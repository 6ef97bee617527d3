//! Shader and draw pipeline
//!
//! One program is compiled per session and shared by every window through
//! the shared GL context. Each frame draws a single textured quad covering
//! the whole window. The quad's vertex array and buffer are created and
//! deleted within the frame; vertex arrays are per-context objects, so they
//! cannot be shared between windows anyway.

use glow::HasContext;
use tracing::debug;

use crate::error::RendererError;

const VERTEX_SHADER: &str = r#"#version 330 core

in vec2 position;
in vec2 tex_coord;

out vec2 frag_tex_coord;

void main() {
    gl_Position = vec4(position, 0.0, 1.0);
    frag_tex_coord = tex_coord;
}
"#;

const FRAGMENT_SHADER: &str = r#"#version 330 core

in vec2 frag_tex_coord;

out vec4 color;

uniform sampler2D screenshot;

void main() {
    color = texture(screenshot, frag_tex_coord);
}
"#;

const POSITION_ATTRIB: u32 = 0;
const TEX_COORD_ATTRIB: u32 = 1;

/// Two triangles covering normalized device coordinates.
///
/// Each vertex is `x, y, u, v`. The v axis is flipped because texture row 0
/// holds the top image row while NDC y = -1 is the bottom of the window.
pub(crate) const QUAD_VERTICES: [f32; 24] = [
    -1.0, -1.0, 0.0, 1.0, //
    1.0, -1.0, 1.0, 1.0, //
    1.0, 1.0, 1.0, 0.0, //
    -1.0, -1.0, 0.0, 1.0, //
    1.0, 1.0, 1.0, 0.0, //
    -1.0, 1.0, 0.0, 0.0, //
];

const FLOATS_PER_VERTEX: i32 = 4;
const VERTEX_COUNT: i32 = 6;

/// Load GL function pointers from the window whose context is current.
///
/// Fails if the context does not provide the functions the pipeline needs.
pub(crate) fn load_gl(window: &mut glfw::PWindow) -> Result<glow::Context, RendererError> {
    use glfw::Context as _;

    window.make_current();
    for required in ["glCreateShader", "glGenVertexArrays", "glTexSubImage2D"] {
        if window.get_proc_address(required).is_null() {
            return Err(RendererError::GlLoader(format!("missing {}", required)));
        }
    }

    // SAFETY: the window's context is current on this thread and stays
    // alive (shared by every window) for as long as the returned context is used.
    let gl = unsafe {
        glow::Context::from_loader_function(|s| window.get_proc_address(s) as *const _)
    };

    let version = gl.version();
    if version.major < 3 || (version.major == 3 && version.minor < 3) {
        return Err(RendererError::GlLoader(format!(
            "OpenGL 3.3 required, context is {}.{}",
            version.major, version.minor
        )));
    }
    debug!(
        major = version.major,
        minor = version.minor,
        vendor = %version.vendor_info,
        "loaded OpenGL"
    );
    Ok(gl)
}

fn compile_shader(
    gl: &glow::Context,
    kind: u32,
    stage: &'static str,
    source: &str,
) -> Result<glow::NativeShader, RendererError> {
    // SAFETY: executor thread, session context current
    unsafe {
        let shader = gl.create_shader(kind).map_err(RendererError::Gpu)?;
        gl.shader_source(shader, source);
        gl.compile_shader(shader);
        if !gl.get_shader_compile_status(shader) {
            let log = gl.get_shader_info_log(shader);
            gl.delete_shader(shader);
            return Err(RendererError::ShaderCompile { stage, log });
        }
        Ok(shader)
    }
}

/// The shared textured-quad program
pub(crate) struct ShaderProgram {
    raw: glow::NativeProgram,
}

impl ShaderProgram {
    pub(crate) fn new(gl: &glow::Context) -> Result<Self, RendererError> {
        let vertex = compile_shader(gl, glow::VERTEX_SHADER, "vertex", VERTEX_SHADER)?;
        let fragment = match compile_shader(gl, glow::FRAGMENT_SHADER, "fragment", FRAGMENT_SHADER)
        {
            Ok(fragment) => fragment,
            Err(e) => {
                // SAFETY: vertex was created above and is not attached
                unsafe { gl.delete_shader(vertex) };
                return Err(e);
            }
        };

        // SAFETY: executor thread, session context current; both shaders compiled
        unsafe {
            let program = match gl.create_program() {
                Ok(program) => program,
                Err(e) => {
                    gl.delete_shader(vertex);
                    gl.delete_shader(fragment);
                    return Err(RendererError::Gpu(e));
                }
            };
            gl.attach_shader(program, vertex);
            gl.attach_shader(program, fragment);
            gl.bind_attrib_location(program, POSITION_ATTRIB, "position");
            gl.bind_attrib_location(program, TEX_COORD_ATTRIB, "tex_coord");
            gl.link_program(program);

            gl.detach_shader(program, vertex);
            gl.detach_shader(program, fragment);
            gl.delete_shader(vertex);
            gl.delete_shader(fragment);

            if !gl.get_program_link_status(program) {
                let log = gl.get_program_info_log(program);
                gl.delete_program(program);
                return Err(RendererError::ShaderLink(log));
            }

            gl.use_program(Some(program));
            let sampler = gl.get_uniform_location(program, "screenshot");
            gl.uniform_1_i32(sampler.as_ref(), 0);
            gl.use_program(None);

            debug!("compiled overlay shader program");
            Ok(Self { raw: program })
        }
    }

    pub(crate) fn delete(self, gl: &glow::Context) {
        // SAFETY: program is owned by this value and no longer in use
        unsafe { gl.delete_program(self.raw) }
    }
}

/// Draw `texture` over the whole window whose context is current.
///
/// Clears to `clear_color`, draws the quad and leaves nothing bound. The
/// caller swaps buffers.
pub(crate) fn draw_fullscreen_quad(
    gl: &glow::Context,
    program: &ShaderProgram,
    texture: glow::NativeTexture,
    framebuffer_size: (i32, i32),
    clear_color: [f32; 4],
) -> Result<(), RendererError> {
    // SAFETY: executor thread, target window's context current; the vertex
    // buffer holds exactly VERTEX_COUNT vertices of FLOATS_PER_VERTEX floats.
    unsafe {
        let vertex_array = gl.create_vertex_array().map_err(RendererError::Gpu)?;
        let buffer = match gl.create_buffer() {
            Ok(buffer) => buffer,
            Err(e) => {
                gl.delete_vertex_array(vertex_array);
                return Err(RendererError::Gpu(e));
            }
        };

        gl.bind_vertex_array(Some(vertex_array));
        gl.bind_buffer(glow::ARRAY_BUFFER, Some(buffer));
        gl.buffer_data_u8_slice(
            glow::ARRAY_BUFFER,
            bytemuck::cast_slice::<f32, u8>(&QUAD_VERTICES),
            glow::STATIC_DRAW,
        );
        let stride = FLOATS_PER_VERTEX * std::mem::size_of::<f32>() as i32;
        gl.enable_vertex_attrib_array(POSITION_ATTRIB);
        gl.vertex_attrib_pointer_f32(POSITION_ATTRIB, 2, glow::FLOAT, false, stride, 0);
        gl.enable_vertex_attrib_array(TEX_COORD_ATTRIB);
        gl.vertex_attrib_pointer_f32(
            TEX_COORD_ATTRIB,
            2,
            glow::FLOAT,
            false,
            stride,
            2 * std::mem::size_of::<f32>() as i32,
        );

        let (width, height) = framebuffer_size;
        gl.viewport(0, 0, width, height);
        let [r, g, b, a] = clear_color;
        gl.clear_color(r, g, b, a);
        gl.clear(glow::COLOR_BUFFER_BIT);

        gl.use_program(Some(program.raw));
        gl.active_texture(glow::TEXTURE0);
        gl.bind_texture(glow::TEXTURE_2D, Some(texture));
        gl.draw_arrays(glow::TRIANGLES, 0, VERTEX_COUNT);
        gl.bind_texture(glow::TEXTURE_2D, None);
        gl.use_program(None);

        gl.bind_buffer(glow::ARRAY_BUFFER, None);
        gl.bind_vertex_array(None);
        gl.delete_buffer(buffer);
        gl.delete_vertex_array(vertex_array);
    }
    Ok(())
}

#[cfg(test)]
mod tests {
    use super::*;

    fn vertices() -> Vec<[f32; 4]> {
        QUAD_VERTICES
            .chunks_exact(FLOATS_PER_VERTEX as usize)
            .map(|v| [v[0], v[1], v[2], v[3]])
            .collect()
    }

    #[test]
    fn test_quad_covers_ndc() {
        let verts = vertices();
        assert_eq!(verts.len(), VERTEX_COUNT as usize);
        for corner in [[-1.0, -1.0], [1.0, -1.0], [1.0, 1.0], [-1.0, 1.0]] {
            assert!(verts.iter().any(|v| v[0] == corner[0] && v[1] == corner[1]));
        }
    }

    #[test]
    fn test_quad_is_upright() {
        // Top of the window samples texture row 0 (top of the image)
        for v in vertices() {
            let expected_u = (v[0] + 1.0) / 2.0;
            let expected_v = (1.0 - v[1]) / 2.0;
            assert_eq!(v[2], expected_u);
            assert_eq!(v[3], expected_v);
        }
    }

    #[test]
    fn test_triangles_are_counter_clockwise() {
        let verts = vertices();
        for tri in verts.chunks_exact(3) {
            let (a, b, c) = (tri[0], tri[1], tri[2]);
            let area = (b[0] - a[0]) * (c[1] - a[1]) - (c[0] - a[0]) * (b[1] - a[1]);
            assert!(area > 0.0);
        }
    }
}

== == ==

#### Assignment
Looking at the listing above, count every line in which the string "SAFETY" appears, and give only that count.

#### Solved exercise
6